2. Tubes RNAstable : les échantillons d'ARN peuvent être séchés dans un tube de stabilisation d'ARN (par exemple RNAstable®) et expédiés à température ambiante.
Comprend l’analyse suivante :
Contrôle qualité des données brutes
Analyse alternative de polyadénylation (APA)
Analyse des transcriptions de fusion
Analyse d'épissage alternative
Analyse comparative des orthologues universels à copie unique (BUSCO)
Analyse de nouvelles transcriptions : prédiction de séquences codantes (CDS) et annotation fonctionnelle
Analyse lncRNA : prédiction des lncRNA et des cibles
Identification microsatelite (SSR)
Analyse des transcriptions différentiellement exprimées (DET)
Analyse des gènes différentiellement exprimés (DEG)
Annotation fonctionnelle des DEG et DET
Analyse BUSCO
Analyse d'épissage alternative
Analyse alternative de polyadénylation (APA)
Gènes exprimés différentiellement (DEG) et transcriptions (analyse DETs9
Réseaux d'interaction protéine-protéine des DET et des DEG
Explorez les progrès facilités par le séquençage complet de l’ARNm PacBio 2+3 de BMKGene à travers une collection organisée de publications.
Chao, Q. et al. (2019) « La dynamique de développement du transcriptome de la tige de Populus », Plant Biotechnology Journal, 17(1), pp. est ce que je : 10.1111/PBI.12958.
Deng, H. et al. (2022) « Changements dynamiques dans la teneur en acide ascorbique pendant le développement et la maturation des fruits d'Actinidia latifolia (une culture fruitière riche en ascorbate) et les mécanismes moléculaires associés », International Journal of Molecular Sciences, 23(10), p. 5808. est ce que je : 10.3390/IJMS23105808/S1.
Hua, X. et coll. (2022) « Prédiction efficace des gènes de la voie de biosynthèse impliqués dans les polyphyllines bioactives des polyphylles de Paris », Communications Biology 2022 5 : 1, 5(1), pp. est ce que je: 10.1038/s42003-022-03000-z.

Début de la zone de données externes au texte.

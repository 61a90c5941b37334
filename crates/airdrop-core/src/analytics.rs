//! Distribution statistics over the final reward map.
//!
//! Only the first reward-token index is summarized. Multi-token drops get
//! statistics for token 0 alone.

use serde::{Deserialize, Serialize};

use crate::types::HolderRewards;

/// Maximum sample addresses kept per bucket.
pub const BUCKET_SAMPLE_SIZE: usize = 10;

/// Number of entries in [`AnalyticsSummary::top_holders`].
pub const TOP_HOLDER_COUNT: usize = 20;

/// Fixed inclusive amount ranges: `(label, min, max)`; `None` is open-ended.
pub const BUCKET_RANGES: [(&str, u64, Option<u64>); 9] = [
    ("1-5", 1, Some(5)),
    ("6-10", 6, Some(10)),
    ("11-20", 11, Some(20)),
    ("21-50", 21, Some(50)),
    ("51-100", 51, Some(100)),
    ("101-200", 101, Some(200)),
    ("201-500", 201, Some(500)),
    ("501-1000", 501, Some(1000)),
    ("1001+", 1001, None),
];

/// Nearest-rank percentiles over the ascending amounts.
#[derive(Debug, Clone, Copy, PartialEq, Eq, Default, Serialize, Deserialize)]
pub struct Percentiles {
    pub p10: u64,
    pub p25: u64,
    pub p50: u64,
    pub p75: u64,
    pub p90: u64,
    pub p95: u64,
    pub p99: u64,
}

/// Holders whose amount falls in one fixed range.
#[derive(Debug, Clone, PartialEq, Eq, Serialize, Deserialize)]
#[serde(rename_all = "camelCase")]
pub struct DistributionBucket {
    pub range: String,
    pub min: u64,
    /// `null` for the open-ended top bucket.
    pub max: Option<u64>,
    pub count: usize,
    pub total_tokens: u128,
    /// Up to [`BUCKET_SAMPLE_SIZE`] members, in address order.
    pub addresses: Vec<String>,
}

#[derive(Debug, Clone, PartialEq, Eq, Serialize, Deserialize)]
pub struct TopHolder {
    pub address: String,
    pub amount: u64,
}

/// Summary written to the analytics artifact.
#[derive(Debug, Clone, PartialEq, Serialize, Deserialize)]
#[serde(rename_all = "camelCase")]
pub struct AnalyticsSummary {
    pub total_holders: usize,
    pub total_tokens_distributed: u128,
    pub average_tokens_per_holder: f64,
    pub median_tokens_per_holder: f64,
    /// Population standard deviation (divisor = holder count).
    pub standard_deviation: f64,
    pub min: u64,
    pub max: u64,
    pub percentiles: Percentiles,
    pub distribution_buckets: Vec<DistributionBucket>,
    pub top_holders: Vec<TopHolder>,
}

impl AnalyticsSummary {
    /// Summarize the first-token amounts of `rewards`.
    pub fn from_rewards(rewards: &HolderRewards) -> Self {
        analyze(&rewards.first_token_amounts())
    }
}

/// Summarize `(address, amount)` pairs given in encounter order.
///
/// An empty input yields an all-zero summary.
pub fn analyze(holders: &[(&str, u64)]) -> AnalyticsSummary {
    let count = holders.len();
    let mut sorted: Vec<u64> = holders.iter().map(|(_, amount)| *amount).collect();
    sorted.sort_unstable();

    let total: u128 = sorted.iter().map(|a| *a as u128).sum();
    let mean = if count == 0 { 0.0 } else { total as f64 / count as f64 };

    AnalyticsSummary {
        total_holders: count,
        total_tokens_distributed: total,
        average_tokens_per_holder: mean,
        median_tokens_per_holder: median(&sorted),
        standard_deviation: population_std_dev(&sorted, mean),
        min: sorted.first().copied().unwrap_or(0),
        max: sorted.last().copied().unwrap_or(0),
        percentiles: percentiles(&sorted),
        distribution_buckets: buckets(holders),
        top_holders: top_holders(holders, TOP_HOLDER_COUNT),
    }
}

/// Middle value, or the mean of the two middle values for even counts.
pub fn median(sorted: &[u64]) -> f64 {
    let n = sorted.len();
    match n {
        0 => 0.0,
        _ if n % 2 == 0 => (sorted[n / 2 - 1] as f64 + sorted[n / 2] as f64) / 2.0,
        _ => sorted[n / 2] as f64,
    }
}

fn population_std_dev(values: &[u64], mean: f64) -> f64 {
    if values.is_empty() {
        return 0.0;
    }
    let variance = values
        .iter()
        .map(|v| {
            let d = *v as f64 - mean;
            d * d
        })
        .sum::<f64>()
        / values.len() as f64;
    variance.sqrt()
}

/// Zero-based nearest rank: `sorted[floor(p / 100 * (n - 1))]`.
pub fn percentile(sorted: &[u64], p: u64) -> u64 {
    if sorted.is_empty() {
        return 0;
    }
    let index = (p as usize * (sorted.len() - 1)) / 100;
    sorted[index.min(sorted.len() - 1)]
}

fn percentiles(sorted: &[u64]) -> Percentiles {
    Percentiles {
        p10: percentile(sorted, 10),
        p25: percentile(sorted, 25),
        p50: percentile(sorted, 50),
        p75: percentile(sorted, 75),
        p90: percentile(sorted, 90),
        p95: percentile(sorted, 95),
        p99: percentile(sorted, 99),
    }
}

fn bucket_index(amount: u64) -> Option<usize> {
    BUCKET_RANGES
        .iter()
        .position(|(_, min, max)| amount >= *min && max.is_none_or(|max| amount <= max))
}

/// Non-empty fixed-range buckets, in range order.
pub fn buckets(holders: &[(&str, u64)]) -> Vec<DistributionBucket> {
    let mut all: Vec<DistributionBucket> = BUCKET_RANGES
        .iter()
        .map(|(label, min, max)| DistributionBucket {
            range: (*label).to_string(),
            min: *min,
            max: *max,
            count: 0,
            total_tokens: 0,
            addresses: Vec::new(),
        })
        .collect();

    for (address, amount) in holders {
        let Some(i) = bucket_index(*amount) else {
            continue;
        };
        let bucket = &mut all[i];
        bucket.count += 1;
        bucket.total_tokens += *amount as u128;
        if bucket.addresses.len() < BUCKET_SAMPLE_SIZE {
            bucket.addresses.push((*address).to_string());
        }
    }

    all.retain(|b| b.count > 0);
    all
}

/// The `limit` largest amounts, descending. Ties keep input order.
pub fn top_holders(holders: &[(&str, u64)], limit: usize) -> Vec<TopHolder> {
    let mut ranked: Vec<&(&str, u64)> = holders.iter().collect();
    ranked.sort_by(|a, b| b.1.cmp(&a.1));
    ranked
        .into_iter()
        .take(limit)
        .map(|(address, amount)| TopHolder {
            address: (*address).to_string(),
            amount: *amount,
        })
        .collect()
}

/// Gini coefficient from the Lorenz curve of the ascending amounts.
///
/// The curve runs through one point per holder, `(i / n, cumulative share)`
/// in percent, starting at the first holder rather than the origin; its area
/// is summed by trapezoids. With that curve `n` equal holders score `1 / n²`
/// and a single holder scores 1.
pub fn gini_coefficient(amounts: &[u64]) -> f64 {
    let mut sorted = amounts.to_vec();
    sorted.sort_unstable();
    let total: u128 = sorted.iter().map(|a| *a as u128).sum();
    if sorted.is_empty() || total == 0 {
        return 0.0;
    }

    let n = sorted.len() as f64;
    let mut cumulative: u128 = 0;
    let points: Vec<(f64, f64)> = sorted
        .iter()
        .enumerate()
        .map(|(i, amount)| {
            cumulative += *amount as u128;
            (
                (i + 1) as f64 / n * 100.0,
                cumulative as f64 / total as f64 * 100.0,
            )
        })
        .collect();

    let area: f64 = points
        .windows(2)
        .map(|w| (w[1].0 - w[0].0) * (w[0].1 + w[1].1) / 2.0)
        .sum();

    const EQUALITY_AREA: f64 = 5000.0;
    (EQUALITY_AREA - area) / EQUALITY_AREA
}

#[cfg(test)]
mod tests {
    use super::*;
    use proptest::prelude::*;

    fn approx(a: f64, b: f64) -> bool {
        (a - b).abs() < 1e-9
    }

    #[test]
    fn two_holder_summary() {
        let s = analyze(&[("0x1", 15), ("0x2", 10)]);
        assert_eq!(s.total_holders, 2);
        assert_eq!(s.total_tokens_distributed, 25);
        assert!(approx(s.average_tokens_per_holder, 12.5));
        assert!(approx(s.median_tokens_per_holder, 12.5));
        assert!(approx(s.standard_deviation, 2.5));
        assert_eq!(s.min, 10);
        assert_eq!(s.max, 15);
    }

    #[test]
    fn median_odd_and_even() {
        assert!(approx(median(&[1, 2, 9]), 2.0));
        assert!(approx(median(&[1, 2, 4, 9]), 3.0));
        assert!(approx(median(&[]), 0.0));
    }

    #[test]
    fn std_dev_uses_population_divisor() {
        // Sample std dev would be ~2.138; population is exactly 2.
        let s = analyze(&[
            ("a", 2),
            ("b", 4),
            ("c", 4),
            ("d", 4),
            ("e", 5),
            ("f", 5),
            ("g", 7),
            ("h", 9),
        ]);
        assert!(approx(s.standard_deviation, 2.0));
    }

    #[test]
    fn percentiles_use_floor_index() {
        let sorted: Vec<u64> = (1..=10).collect();
        // floor(0.1 * 9) = 0, floor(0.25 * 9) = 2, floor(0.5 * 9) = 4,
        // floor(0.75 * 9) = 6, floor(0.9 * 9) = 8, floor(0.95 * 9) = 8, floor(0.99 * 9) = 8
        let p = percentiles(&sorted);
        assert_eq!(
            p,
            Percentiles {
                p10: 1,
                p25: 3,
                p50: 5,
                p75: 7,
                p90: 9,
                p95: 9,
                p99: 9,
            }
        );
    }

    #[test]
    fn percentile_single_value() {
        assert_eq!(percentile(&[42], 99), 42);
        assert_eq!(percentile(&[], 50), 0);
    }

    #[test]
    fn bucket_boundaries_are_inclusive() {
        let holders = [
            ("a", 1),
            ("b", 5),
            ("c", 6),
            ("d", 10),
            ("e", 1000),
            ("f", 1001),
            ("g", 50_000),
        ];
        let b = buckets(&holders);
        let summary: Vec<(&str, usize)> = b.iter().map(|b| (b.range.as_str(), b.count)).collect();
        assert_eq!(
            summary,
            vec![("1-5", 2), ("6-10", 2), ("501-1000", 1), ("1001+", 2)]
        );
        assert_eq!(b[3].max, None);
        assert_eq!(b[3].total_tokens, 51_001);
    }

    #[test]
    fn bucket_samples_capped_in_encounter_order() {
        let names: Vec<String> = (0..15).map(|i| format!("0x{i:02}")).collect();
        let holders: Vec<(&str, u64)> = names.iter().map(|n| (n.as_str(), 3)).collect();
        let b = buckets(&holders);
        assert_eq!(b.len(), 1);
        assert_eq!(b[0].count, 15);
        assert_eq!(b[0].addresses.len(), BUCKET_SAMPLE_SIZE);
        assert_eq!(b[0].addresses[0], "0x00");
        assert_eq!(b[0].addresses[9], "0x09");
    }

    #[test]
    fn bucket_json_uses_camel_case_and_null_max() {
        let b = buckets(&[("0x1", 5000)]);
        let v = serde_json::to_value(&b[0]).unwrap();
        assert_eq!(v["range"], "1001+");
        assert_eq!(v["totalTokens"], 5000);
        assert!(v["max"].is_null());
    }

    #[test]
    fn top_holders_descending_with_stable_ties() {
        let holders = [("0x1", 5), ("0x2", 9), ("0x3", 5), ("0x4", 1)];
        let top = top_holders(&holders, 3);
        let got: Vec<(&str, u64)> = top.iter().map(|t| (t.address.as_str(), t.amount)).collect();
        assert_eq!(got, vec![("0x2", 9), ("0x1", 5), ("0x3", 5)]);
    }

    #[test]
    fn top_holders_limited_to_twenty() {
        let names: Vec<String> = (0..30).map(|i| format!("0x{i}")).collect();
        let holders: Vec<(&str, u64)> = names
            .iter()
            .enumerate()
            .map(|(i, n)| (n.as_str(), i as u64 + 1))
            .collect();
        let s = analyze(&holders);
        assert_eq!(s.top_holders.len(), TOP_HOLDER_COUNT);
        assert_eq!(s.top_holders[0].amount, 30);
        assert_eq!(s.top_holders[19].amount, 11);
    }

    #[test]
    fn empty_input_yields_zero_summary() {
        let s = analyze(&[]);
        assert_eq!(s.total_holders, 0);
        assert_eq!(s.total_tokens_distributed, 0);
        assert!(approx(s.average_tokens_per_holder, 0.0));
        assert!(s.distribution_buckets.is_empty());
        assert!(s.top_holders.is_empty());
    }

    #[test]
    fn summary_json_field_names() {
        let s = analyze(&[("0x1", 3)]);
        let v = serde_json::to_value(&s).unwrap();
        for key in [
            "totalHolders",
            "totalTokensDistributed",
            "averageTokensPerHolder",
            "medianTokensPerHolder",
            "standardDeviation",
            "min",
            "max",
            "percentiles",
            "distributionBuckets",
            "topHolders",
        ] {
            assert!(v.get(key).is_some(), "missing {key}");
        }
        assert_eq!(v["percentiles"]["p99"], 3);
    }

    #[test]
    fn from_rewards_reads_first_index() {
        let map: HolderRewards = vec![
            ("0x1".to_string(), vec![4, 1_000]),
            ("0x2".to_string(), vec![6, 1_000]),
        ]
        .into_iter()
        .collect();
        let s = AnalyticsSummary::from_rewards(&map);
        assert_eq!(s.total_tokens_distributed, 10);
        assert_eq!(s.max, 6);
    }

    #[test]
    fn gini_equal_distribution_is_one_over_n_squared() {
        assert!(approx(gini_coefficient(&[5, 5]), 0.25));
        assert!(approx(gini_coefficient(&[5, 5, 5, 5]), 0.0625));
        assert!(approx(gini_coefficient(&[]), 0.0));
        assert!(approx(gini_coefficient(&[0, 0]), 0.0));
    }

    #[test]
    fn gini_two_unequal_holders() {
        // Points (50, 25) and (100, 100): area = 50 * 125 / 2 = 3125.
        assert!(approx(gini_coefficient(&[3, 1]), 0.375));
    }

    #[test]
    fn gini_single_holder_is_one() {
        assert!(approx(gini_coefficient(&[42]), 1.0));
    }

    #[test]
    fn gini_concentrated_distribution() {
        // One of four holders has everything: only the last segment has area,
        // 25 * 100 / 2 = 1250.
        let g = gini_coefficient(&[0, 0, 0, 100]);
        assert!(approx(g, 0.75), "gini = {g}");
    }

    proptest! {
        #[test]
        fn bucket_counts_cover_all_positive_holders(
            amounts in prop::collection::vec(1u64..5_000, 0..200),
        ) {
            let names: Vec<String> = (0..amounts.len()).map(|i| format!("0x{i}")).collect();
            let holders: Vec<(&str, u64)> = names
                .iter()
                .zip(&amounts)
                .map(|(n, a)| (n.as_str(), *a))
                .collect();
            let s = analyze(&holders);
            let covered: usize = s.distribution_buckets.iter().map(|b| b.count).sum();
            prop_assert_eq!(covered, s.total_holders);
            let tokens: u128 = s.distribution_buckets.iter().map(|b| b.total_tokens).sum();
            prop_assert_eq!(tokens, s.total_tokens_distributed);
        }

        #[test]
        fn percentiles_are_monotonic(
            amounts in prop::collection::vec(1u64..1_000_000, 1..200),
        ) {
            let mut sorted = amounts.clone();
            sorted.sort_unstable();
            let p = percentiles(&sorted);
            let ordered = [p.p10, p.p25, p.p50, p.p75, p.p90, p.p95, p.p99];
            prop_assert!(ordered.windows(2).all(|w| w[0] <= w[1]));
            prop_assert!(p.p10 >= sorted[0]);
            prop_assert!(p.p99 <= *sorted.last().unwrap());
        }

        #[test]
        fn gini_in_unit_range(amounts in prop::collection::vec(0u64..10_000, 1..100)) {
            let g = gini_coefficient(&amounts);
            prop_assert!((-1e-9..=1.0).contains(&g), "gini out of range: {}", g);
        }
    }
}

Liu, M. et coll. (2023) « Analyse combinée PacBio Iso-Seq et Illumina RNA-Seq du transcriptome de Tuta absoluta (Meyrick) et des gènes du cytochrome P450 », Insectes, 14(4), p. 363. est ce que je : 10.3390/INSECTES14040363/S1.
Wang, Lijun et coll. (2019) « Une étude de la complexité du transcriptome à l'aide de l'analyse en temps réel d'une molécule unique PacBio combinée au séquençage de l'ARN Illumina pour une meilleure compréhension de la biosynthèse de l'acide ricinoléique chez Ricinus communis », BMC Genomics, 20(1), pp. est ce que je : 10.1186/S12864-019-5832-9/FIGURES/7.